Le fumeur ne consulte pas ou très rarement pour trouver une aide à l’arrêt du tabac, mais il consulte pour une symptomatologie ayant une relation avec les conséquences du tabagisme à savoir des manifestations :
- Respiratoires :
- Crise – Toux – gêne respiratoire, une expectoration de sang (hémoptysie),…
- ORL : Une dysphonie.
- Vasculaire : Claudication intermittente.
- Cardiaque, digestive…
Tous les organes de l’organisme peuvent être affectés par le tabac.
Qu’est-ce que le tabagisme passif ?
Il existe 2 types de tabagisme passif.
Le tabagisme passif fatal, formellement démontré par la présence, dans le sang fœtal de gaz carbonique et de nicotine directement proportionnel aux taux maternels. Ces 2 substances toxiques sont responsables des complications gravidiques et néonatales observées les parturientes fumeuses à savoir :
Le risque d’avortement spontané et de grossesses extra-utérines est doublé chez les fumeuses.
Le risque d’avoir un enfant prématuré pour une fumeuse est 2 à 3 fois celui d’une non fumeuse.
Le retard de croissance intra-utérin est 2 à 3 fois plus fréquent chez les mères fumeuses et il affecte le poids et la taille du nouveau-né.
- Le tabagisme passif environnemental est formellement démontré par le dosage urinaire de la nicotine. Le tabagisme peut être familial, professionnel et/ou social.
Le risque de mort subite du nourrisson est proportionnel au tabagisme de la mère, il est aggravé si les 2 parents fument.
La fréquence des infections respiratoires hautes (ORL) et basses (pulmonaires) est plus élevée chez les enfants exposés à la fumée de tabac.
Fumer 4 à 5 cigarettes par jour est-il plus nocif pour la santé que de fumer 1 paquet par jour ?
La quantité de tabac est importante à évaluer, car il y a un effet dose dépendant bien sûr, soit fumer un paquet de cigarettes par jour est plus nocif que de fumer 4 à 5 cigarettes par jour. Il est actuellement reconnu que les risques sont plus importants au-delà de 20 cigarettes par jour.
Si cette notion de quantité est capitale à évaluer dans le tabagisme cette relative à la durée est encore plus importante. En effet, si le risque est proportionnel à la dose, celui ci est multiplié par 10 à 20 en fonction de la durée du tabagisme. Le risque devient certain si le sujet a fumé pendant une durée égale ou supérieure à 10 ans
Après avoir arrêté de fumer, peut-on effacer les méfaits du tabac et retrouver sa santé ?
La meilleure chose qui puisse arriver à un fumeur est de s’arrêter, car il en tire beaucoup de bénéfices.
On peut les résumer comme suit à partir du temps après la dernière cigarette :
20 minutes : La pression sanguine et les pulsations du cœur redeviennent normales.

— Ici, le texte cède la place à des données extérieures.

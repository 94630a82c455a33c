#![allow(dead_code)]

use std::{
    collections::{HashMap, HashSet},
    sync::{Arc, Mutex},
    time::Duration,
};

use async_trait::async_trait;
use wayfinder::{
    ApiError,
    aggregate::{Clock, RetryExecutor, RetryPolicy},
    spotify::SpotifyApi,
    types::{
        Artist, ArtistRef, AudioFeatures, Followers, Page, PageRequest, Profile, TimeRange,
        TrackEndpoint, TrackItem, TrackObject,
    },
};

/// Clock that records requested delays and returns immediately.
#[derive(Debug, Clone, Default)]
pub struct RecordingClock {
    delays: Arc<Mutex<Vec<Duration>>>,
}

impl RecordingClock {
    pub fn delays(&self) -> Vec<Duration> {
        self.delays.lock().unwrap().clone()
    }
}

#[async_trait]
impl Clock for RecordingClock {
    async fn sleep(&self, duration: Duration) {
        self.delays.lock().unwrap().push(duration);
    }
}

pub fn test_retry() -> RetryExecutor<RecordingClock> {
    RetryExecutor::with_clock(RetryPolicy::default(), RecordingClock::default())
}

pub fn artist_ref(id: &str) -> ArtistRef {
    ArtistRef {
        id: id.to_string(),
        name: format!("Name of {id}"),
    }
}

pub fn track_object(id: &str, artists: &[&str]) -> TrackObject {
    TrackObject {
        id: id.to_string(),
        name: format!("Song {id}"),
        popularity: 50,
        uri: format!("spotify:track:{id}"),
        artists: artists.iter().map(|a| artist_ref(a)).collect(),
    }
}

/// Saved track `track-{i}` by artist `artist-{i % 7}`.
pub fn saved_item(i: usize) -> TrackItem {
    TrackItem {
        added_at: Some(format!("2024-01-01T00:{:02}:{:02}Z", i / 60, i % 60)),
        played_at: None,
        track: track_object(&format!("track-{i}"), &[&format!("artist-{}", i % 7)]),
    }
}

pub fn played_item(id: &str, played_at: &str) -> TrackItem {
    TrackItem {
        added_at: None,
        played_at: Some(played_at.to_string()),
        track: track_object(id, &["artist-0"]),
    }
}

pub fn features(id: &str) -> AudioFeatures {
    AudioFeatures {
        id: id.to_string(),
        energy: 0.5,
        liveness: 0.1,
        speechiness: 0.05,
        acousticness: 0.3,
        instrumentalness: 0.0,
        danceability: 0.7,
        loudness: -6.0,
        valence: 0.4,
        tempo: 120.0,
    }
}

pub fn artist(id: &str, genres: &[&str]) -> Artist {
    Artist {
        id: id.to_string(),
        name: format!("Name of {id}"),
        popularity: 60,
        genres: genres.iter().map(|g| g.to_string()).collect(),
        uri: format!("spotify:artist:{id}"),
    }
}

/// In-memory Web API with call recording and scripted failures.
#[derive(Default)]
pub struct FakeApi {
    pub library: Vec<TrackItem>,
    pub recent: Vec<TrackItem>,
    pub top_tracks: Vec<TrackObject>,
    pub top_artists: Vec<Artist>,
    pub artists: HashMap<String, Artist>,
    pub features: HashMap<String, AudioFeatures>,
    /// Library pages at these offsets always fail with a 500.
    pub failing_offsets: HashSet<u32>,
    /// Any feature request containing this id always fails with a 500.
    pub failing_feature_id: Option<String>,

    pub page_calls: Mutex<Vec<PageRequest>>,
    pub feature_calls: Mutex<Vec<usize>>,
    pub artist_calls: Mutex<Vec<usize>>,
}

impl FakeApi {
    /// `n` saved tracks with features and artists for all of them.
    pub fn with_library(n: usize) -> Self {
        let library: Vec<TrackItem> = (0..n).map(saved_item).collect();
        let features = library
            .iter()
            .map(|item| (item.track.id.clone(), features(&item.track.id)))
            .collect();
        let artists = (0..7)
            .map(|i| {
                let id = format!("artist-{i}");
                let genre = format!("genre-{i}");
                (id.clone(), artist(&id, &[&genre]))
            })
            .collect();
        Self {
            library,
            features,
            artists,
            ..Default::default()
        }
    }

    pub fn library_page_calls(&self) -> Vec<PageRequest> {
        self.page_calls
            .lock()
            .unwrap()
            .iter()
            .filter(|r| r.endpoint == TrackEndpoint::SavedTracks)
            .copied()
            .collect()
    }

    pub fn feature_calls(&self) -> Vec<usize> {
        self.feature_calls.lock().unwrap().clone()
    }

    pub fn artist_calls(&self) -> Vec<usize> {
        self.artist_calls.lock().unwrap().clone()
    }

    fn server_error() -> ApiError {
        ApiError::Status {
            status: 500,
            message: "boom".to_string(),
        }
    }
}

#[async_trait]
impl SpotifyApi for FakeApi {
    async fn fetch_page(&self, request: PageRequest) -> Result<Page<TrackItem>, ApiError> {
        self.page_calls.lock().unwrap().push(request);

        match request.endpoint {
            TrackEndpoint::SavedTracks => {
                let total = self.library.len() as u32;
                let offset = request.offset.unwrap_or(0);
                if request.offset.is_some() && self.failing_offsets.contains(&offset) {
                    return Err(Self::server_error());
                }
                let limit = request.limit.unwrap_or(20) as usize;
                let items = self
                    .library
                    .iter()
                    .skip(offset as usize)
                    .take(limit)
                    .cloned()
                    .collect();
                Ok(Page { items, total })
            }
            TrackEndpoint::RecentlyPlayed => Ok(Page {
                items: self.recent.clone(),
                total: self.recent.len() as u32,
            }),
            TrackEndpoint::TopTracks(_) => Ok(Page {
                items: self.top_tracks.iter().cloned().map(TrackItem::from).collect(),
                total: self.top_tracks.len() as u32,
            }),
        }
    }

    async fn audio_features(&self, ids: &[String]) -> Result<Vec<AudioFeatures>, ApiError> {
        self.feature_calls.lock().unwrap().push(ids.len());
        if let Some(failing) = &self.failing_feature_id {
            if ids.contains(failing) {
                return Err(Self::server_error());
            }
        }
        Ok(ids
            .iter()
            .filter_map(|id| self.features.get(id).cloned())
            .collect())
    }

    async fn artists(&self, ids: &[String]) -> Result<Vec<Artist>, ApiError> {
        self.artist_calls.lock().unwrap().push(ids.len());
        Ok(ids
            .iter()
            .filter_map(|id| self.artists.get(id).cloned())
            .collect())
    }

    async fn top_artists(&self, _range: TimeRange, limit: u32) -> Result<Vec<Artist>, ApiError> {
        Ok(self
            .top_artists
            .iter()
            .take(limit as usize)
            .cloned()
            .collect())
    }

    async fn profile(&self) -> Result<Profile, ApiError> {
        Ok(Profile {
            id: "listener".to_string(),
            display_name: Some("Listener".to_string()),
            country: Some("DE".to_string()),
            product: Some("premium".to_string()),
            uri: "spotify:user:listener".to_string(),
            followers: Followers { total: 3 },
        })
    }
}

08 heures : La quantité de monoxyde de carbone dans le sang diminue de moitié.
L’oxygénation des cellules redevient normale.
24 heures : Le risque d’infarctus diminue déjà. Les poumons commencent à éliminer le mucus et les résidus de fumée. Le corps ne contient plus de nicotine.
48 heures : Le goût et l’odorat s’améliorent. Les terminaisons nerveuses gustatives commencent à repousser.
72 heures : Respirer devient plus facile.
Les bronches commencent à se relâcher et on se sent plus énergique.
2 semaines à 3 mois : La toux et la fatigue diminuent. On récupère du souffle.
On marche plus facilement.
1 à 9 mois : Les cils bronchiques repoussent. On est de moins en moins essoufflé.
1 an : Le risque d’infarctus du myocarde diminue de moitié.
Le risque d’accident vasculaire cérébral rejoint celui du non-fumeur.
5 ans : Le risque de cancer du poumon diminue presque de moitié.
10 à 15 ans : L’espérance de vie redevient identique à celle des personnes n’ayant jamais fumé. Cependant, il est difficile d’effacer tous les méfaits du tabac surtout si l’arrêt se fait après l’âge de 40 ans.